Que provas ajudam mais?
Vídeos (câmera veicular), fotos do local, croquis, testemunhos, registros de telemetria e documentos que mostrem a sinalização, a faixa e a posição do pedestre no momento.
Se o pedestre estava fora da faixa, mas iniciou a travessia, ainda é gravíssima?
Em geral, essa hipótese corresponde ao inciso IV do art. 214, que é grave, não gravíssima. Se autuaram como gravíssima, pleiteie readequação.
O que acontece se eu perder na JARI e no CETRAN?
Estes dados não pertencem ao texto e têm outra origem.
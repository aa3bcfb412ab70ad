//! Launcher result items.
//!
//! Output is a single JSON document `{"items": [...]}` on stdout.

use lwkit_core::{Collection, Link};
use serde::Serialize;

use crate::query::ParsedQuery;

const ICON_PATH: &str = "icon.png";
const SEPARATOR: &str = " • ";
const MAX_TAGS_SHOWN: usize = 3;

#[derive(Debug, Clone, PartialEq, Eq, Serialize)]
pub struct Icon {
    pub path: String,
}

#[derive(Debug, Clone, PartialEq, Eq, Serialize)]
pub struct LauncherItem {
    pub title: String,
    pub subtitle: String,
    pub arg: String,
    pub icon: Icon,
    pub valid: bool,
    #[serde(skip_serializing_if = "Option::is_none")]
    pub autocomplete: Option<String>,
}

impl LauncherItem {
    /// An actionable item.
    pub fn new(
        title: impl Into<String>,
        subtitle: impl Into<String>,
        arg: impl Into<String>,
    ) -> Self {
        Self {
            title: title.into(),
            subtitle: subtitle.into(),
            arg: arg.into(),
            icon: Icon {
                path: ICON_PATH.to_string(),
            },
            valid: true,
            autocomplete: None,
        }
    }

    /// A non-actionable hint row.
    pub fn hint(title: impl Into<String>, subtitle: impl Into<String>) -> Self {
        Self {
            valid: false,
            ..Self::new(title, subtitle, "")
        }
    }

    pub fn with_autocomplete(mut self, autocomplete: impl Into<String>) -> Self {
        self.autocomplete = Some(autocomplete.into());
        self
    }
}

#[derive(Debug, Clone, Default, PartialEq, Eq, Serialize)]
pub struct LauncherOutput {
    pub items: Vec<LauncherItem>,
}

impl LauncherOutput {
    pub fn new(items: Vec<LauncherItem>) -> Self {
        Self { items }
    }

    /// A single invalid item carrying the error message.
    pub fn error(title: impl Into<String>, message: impl std::fmt::Display) -> Self {
        Self::new(vec![LauncherItem::hint(title, message.to_string())])
    }

    pub fn to_json(&self) -> Result<String, serde_json::Error> {
        serde_json::to_string(self)
    }
}

/// Cut `text` to `max_chars` characters, ending in `...` when shortened.
pub fn truncate_text(text: &str, max_chars: usize) -> String {
    if text.chars().count() <= max_chars {
        return text.to_string();
    }
    let keep = max_chars.saturating_sub(3);
    let mut out: String = text.chars().take(keep).collect();
    out.push_str("...");
    out
}

fn tag_summary<'a>(
    names: impl Iterator<Item = &'a str>,
    highlight: impl Fn(&str) -> bool,
) -> Option<String> {
    let names: Vec<&str> = names.filter(|n| !n.is_empty()).collect();
    if names.is_empty() {
        return None;
    }
    let shown: Vec<String> = names
        .iter()
        .take(MAX_TAGS_SHOWN)
        .map(|name| {
            if highlight(name) {
                format!("#{name}")
            } else {
                name.to_string()
            }
        })
        .collect();
    let mut summary = shown.join(", ");
    if names.len() > MAX_TAGS_SHOWN {
        summary.push_str(&format!(" (+{} more)", names.len() - MAX_TAGS_SHOWN));
    }
    Some(summary)
}

fn link_title(link: &Link) -> String {
    if link.name.trim().is_empty() {
        truncate_text(&link.url, 60)
    } else {
        link.name.clone()
    }
}

/// A search hit. Tags named in the query are prefixed with `#`.
pub fn search_link_item(link: &Link, query: &ParsedQuery) -> LauncherItem {
    let mut parts = Vec::new();
    if !link.url.is_empty() {
        parts.push(truncate_text(&link.url, 40));
    }
    if let Some(collection) = link.collection.as_ref().filter(|c| !c.name.is_empty()) {
        parts.push(collection.name.clone());
    }
    if let Some(tags) = tag_summary(link.tags.iter().map(|t| t.name.as_str()), |n| {
        query.mentions_tag(n)
    }) {
        parts.push(tags);
    }
    LauncherItem::new(link_title(link), parts.join(SEPARATOR), link.url.clone())
}

/// A link shown while browsing one collection.
pub fn collection_link_item(link: &Link, collection_name: &str) -> LauncherItem {
    let mut parts = Vec::new();
    if !link.url.is_empty() {
        parts.push(truncate_text(&link.url, 50));
    }
    if let Some(tags) = tag_summary(link.tags.iter().map(|t| t.name.as_str()), |_| false) {
        parts.push(tags);
    }
    let subtitle = if parts.is_empty() {
        format!("Link in {collection_name}")
    } else {
        parts.join(SEPARATOR)
    };
    LauncherItem::new(link_title(link), subtitle, link.url.clone())
}

/// A collection row; selecting it autocompletes to `browse:<id>`.
pub fn collection_item(collection: &Collection) -> LauncherItem {
    let mut parts = Vec::new();
    let count = collection.link_count();
    if count > 0 {
        parts.push(format!("{count} link{}", if count == 1 { "" } else { "s" }));
    }
    if let Some(description) = collection.description.as_deref().filter(|d| !d.is_empty()) {
        parts.push(truncate_text(description, 60));
    }
    if parts.is_empty() {
        parts.push("Browse this collection".to_string());
    }
    let id = collection.id.map(|id| id.to_string()).unwrap_or_default();
    LauncherItem::hint(collection.name.clone(), parts.join(SEPARATOR))
        .with_autocomplete(format!("browse:{id}"))
}
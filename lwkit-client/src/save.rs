//! Two-phase link save.
//!
//! The create endpoint ignores any collection supplied with a new link and
//! files it under the default collection. Saving into a named collection is
//! therefore split in two:
//!
//! 1. **Create** the link without a collection. Failure here is the only
//!    fatal outcome.
//! 2. **Assign** the collection with a full-record update, then check the
//!    response to see whether the move actually happened.
//!
//! Tag and collection resolution failures degrade the save instead of
//! aborting it.

use std::sync::Arc;

use lwkit_core::{
    ApiError, ApiResult, BookmarkApi, CollectionId, CollectionRef, Link, LinkUpdate, NewLink,
    OwnerId, Tag,
};
use tracing::{debug, info, warn};

use crate::reference::ReferenceDataCache;

/// Owner assumed when neither the link nor the collection reports one.
const DEFAULT_OWNER: OwnerId = OwnerId(1);

/// A link to save.
#[derive(Debug, Clone, Default, PartialEq, Eq)]
pub struct SaveRequest {
    pub url: String,
    pub name: String,
    pub description: String,
    /// Tag names; existing tags are matched case-insensitively.
    pub tags: Vec<String>,
    /// Target collection name, created if missing.
    pub collection: Option<String>,
}

impl SaveRequest {
    pub fn new(url: impl Into<String>) -> Self {
        Self {
            url: url.into(),
            ..Self::default()
        }
    }
}

/// Where the save ended up. A failed create never reaches this type; it is
/// returned as an error.
#[derive(Debug, Clone, PartialEq, Eq)]
pub enum SaveState {
    /// Link created; no collection was requested or one could not be resolved.
    Created,
    /// Link created and filed under the intended collection.
    CollectionAssigned(CollectionId),
    /// The update succeeded but the link is still elsewhere.
    CollectionAssignMismatch {
        intended: CollectionId,
        actual: Option<CollectionId>,
    },
    /// The update call itself failed.
    CollectionAssignFailed {
        intended: CollectionId,
        error: ApiError,
    },
}

/// Result of a save: the link always exists.
#[derive(Debug, Clone, PartialEq, Eq)]
pub struct SaveOutcome {
    /// The updated link when assignment succeeded, else the created link.
    pub link: Link,
    pub state: SaveState,
    /// Requested collection name that could not be found or created.
    pub unresolved_collection: Option<String>,
}

impl SaveOutcome {
    /// True if a requested collection did not end up on the link.
    pub fn is_degraded(&self) -> bool {
        self.unresolved_collection.is_some()
            || matches!(
                self.state,
                SaveState::CollectionAssignMismatch { .. }
                    | SaveState::CollectionAssignFailed { .. }
            )
    }

    /// Collection the link is filed under according to the service.
    pub fn collection_id(&self) -> Option<CollectionId> {
        self.link.collection_id()
    }
}

/// Drives the create-then-assign protocol.
#[derive(Debug)]
pub struct SaveCoordinator<A> {
    reference: Arc<ReferenceDataCache<A>>,
}
//! TTL-cached collection and tag listings.
//!
//! Collections and tags change rarely compared to how often the launcher
//! invokes the binary, so listings are memoized in the shared [`TtlCache`].
//! Search results are never cached here.

use std::sync::Arc;

use chrono::Utc;
use lwkit_cache::{CacheKey, CachePayload, CacheRead, PayloadKind, TtlCache};
use lwkit_core::{
    ApiResult, BookmarkApi, CacheTtls, ClientConfig, Collection, CollectionId, NewCollection, Tag,
    TagId,
};
use tracing::{debug, info};

/// Memoizing front for the listing endpoints.
#[derive(Debug)]
pub struct ReferenceDataCache<A> {
    api: Arc<A>,
    cache: Arc<TtlCache>,
    ttls: CacheTtls,
    collections_key: CacheKey,
    tags_key: CacheKey,
}

impl<A: BookmarkApi> ReferenceDataCache<A> {
    pub fn new(api: Arc<A>, cache: Arc<TtlCache>, config: &ClientConfig) -> Self {
        Self::with_ttls(api, cache, &config.api_url, &config.api_token, config.cache_ttls)
    }

    /// Build a cache scoped to one endpoint and credential.
    pub fn with_ttls(
        api: Arc<A>,
        cache: Arc<TtlCache>,
        api_url: &str,
        api_token: &str,
        ttls: CacheTtls,
    ) -> Self {
        Self {
            api,
            cache,
            ttls,
            collections_key: CacheKey::scoped(PayloadKind::Collections, api_url, api_token),
            tags_key: CacheKey::scoped(PayloadKind::Tags, api_url, api_token),
        }
    }

    /// The underlying remote API.
    pub fn api(&self) -> &Arc<A> {
        &self.api
    }

    pub fn cache(&self) -> &Arc<TtlCache> {
        &self.cache
    }

    pub fn ttls(&self) -> CacheTtls {
        self.ttls
    }

    /// List collections with cache metadata.
    pub async fn collections_read(&self) -> ApiResult<CacheRead<Vec<Collection>>> {
        let cached = self
            .cache
            .lookup_kind(&self.collections_key, PayloadKind::Collections)
            .and_then(|read| {
                let (cached_at, expires_at) = (read.cached_at(), read.expires_at());
                read.into_value().into_collections().map(|collections| {
                    CacheRead::from_cache(collections, cached_at, expires_at.unwrap_or(cached_at))
                })
            });
        if let Some(read) = cached {
            debug!(items = read.value().len(), "collections cache hit");
            return Ok(read);
        }

        debug!("collections cache miss, fetching");
        let collections = self.api.list_collections().await?;
        if !collections.is_empty() {
            self.cache.set(
                &self.collections_key,
                CachePayload::CollectionList(collections.clone()),
                self.ttls.collections_secs,
            );
        }
        Ok(CacheRead::from_source(collections, Utc::now()))
    }

    /// List collections, from cache when fresh.
    ///
    /// Empty listings are not cached.
    pub async fn list_collections(&self) -> ApiResult<Vec<Collection>> {
        self.collections_read().await.map(CacheRead::into_value)
    }

    /// List tags with cache metadata.
    pub async fn tags_read(&self) -> ApiResult<CacheRead<Vec<Tag>>> {
        let cached = self
            .cache
            .lookup_kind(&self.tags_key, PayloadKind::Tags)
            .and_then(|read| {
                let (cached_at, expires_at) = (read.cached_at(), read.expires_at());
                read.into_value().into_tags().map(|tags| {
                    CacheRead::from_cache(tags, cached_at, expires_at.unwrap_or(cached_at))
                })
            });
        if let Some(read) = cached {
            debug!(items = read.value().len(), "tags cache hit");
            return Ok(read);
        }

        debug!("tags cache miss, fetching");
        let tags = self.api.list_tags().await?;
        if !tags.is_empty() {
            self.cache.set(
                &self.tags_key,
                CachePayload::TagList(tags.clone()),
                self.ttls.tags_secs,
            );
        }
        Ok(CacheRead::from_source(tags, Utc::now()))
    }

    /// List tags, from cache when fresh.
    ///
    /// Empty listings are not cached.
    pub async fn list_tags(&self) -> ApiResult<Vec<Tag>> {
        self.tags_read().await.map(CacheRead::into_value)
    }

    /// Create a collection and drop the cached collection listing.
    ///
    /// The listing is invalidated whether or not the create succeeded: a
    /// timed-out create may still have landed server-side.
    pub async fn create_collection(&self, name: &str, description: &str) -> ApiResult<Collection> {
        let result = self
            .api
            .create_collection(&NewCollection::new(name, description))
            .await;
        self.invalidate_collections();
        let created = result?;
        info!(name = %created.name, id = ?created.id, "collection created");
        Ok(created)
    }

    pub fn invalidate_collections(&self) -> bool {
        self.cache.delete(&self.collections_key)
    }

    /// Case-insensitive exact lookup of a collection by name.
    pub async fn find_collection_by_name(&self, name: &str) -> ApiResult<Option<Collection>> {
        let collections = self.list_collections().await?;
        Ok(collections.into_iter().find(|c| c.name_matches(name)))
    }

    /// Case-insensitive exact lookup of a collection id by name.
    pub async fn resolve_collection_id_by_name(
        &self,
        name: &str,
    ) -> ApiResult<Option<CollectionId>> {
        Ok(self.find_collection_by_name(name).await?.and_then(|c| c.id))
    }

    /// Resolve collection names to ids, dropping unknown names.
    ///
    /// The listing is only fetched when at least one name is given.
    pub async fn resolve_collection_ids(&self, names: &[String]) -> ApiResult<Vec<CollectionId>> {
        if names.is_empty() {
            return Ok(Vec::new());
        }
        let collections = self.list_collections().await?;
        Ok(names
            .iter()
            .filter_map(|name| {
                let found = collections
                    .iter()
                    .find(|c| c.name_matches(name))
                    .and_then(|c| c.id);
                if found.is_none() {
                    debug!(name = %name, "unknown collection name ignored");
                }
                found
            })
            .collect())
    }

    /// Resolve tag names to ids, dropping unknown names.
    ///
    /// The listing is only fetched when at least one name is given.
    pub async fn resolve_tag_ids(&self, names: &[String]) -> ApiResult<Vec<TagId>> {
        if names.is_empty() {
            return Ok(Vec::new());
        }
        let tags = self.list_tags().await?;
        Ok(names
            .iter()
            .filter_map(|name| {
                let found = tags
                    .iter()
                    .find(|t| t.name.to_lowercase() == name.to_lowercase())
                    .and_then(|t| t.id);
                if found.is_none() {
                    debug!(name = %name, "unknown tag name ignored");
                }
                found
            })
            .collect())
    }
}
Mantém-se a penalidade e a pontuação. Você ainda pode avaliar a via judicial em situações de ilegalidade evidente (prazo de expedição violado, ausência de elementos essenciais, erro de tipificação grosseiro), ponderando custo/benefício com um advogado.
Conclusão
Recorrer de multa gravíssima por “deixar de dar preferência a pedestre” é plenamente possível e faz sentido em diversos cenários, sobretudo quando o relato do agente não descreve os elementos que caracterizam os incisos gravíssimos do art. 214 do CTB, quando há dúvida sobre a dinâmica (faixa, início e conclusão da travessia), quando o pedestre estava fora da faixa (hipótese de infração grave, não gravíssima), quando o auto carece de dados obrigatórios ou quando a Notificação de Autuação foi expedida após 30 dias do fato. A estratégia passa por três etapas: Defesa Prévia, JARI e CETRAN/CONTRANDIFE, sempre com atenção a prazos, provas e coerência entre o fato narrado e o inciso aplicado.
No aspecto prático, a melhor defesa é a que organiza bem as provas (vídeo, fotos e croquis) e demonstra, com didática, por que não houve a situação descrita nos incisos gravíssimos. Quando houver erro de tipificação, peça o cancelamento e, subsidiariamente, a readequação para o inciso correto. Por fim, avalie com cuidado a alternativa de pagar com desconto versus recorrer: em multas gravíssimas, muitas vezes evitar os 7 pontos é mais valioso do que um abatimento financeiro imediato. Com método, provas e atenção aos detalhes formais, suas chances de êxito aumentam sensivelmente.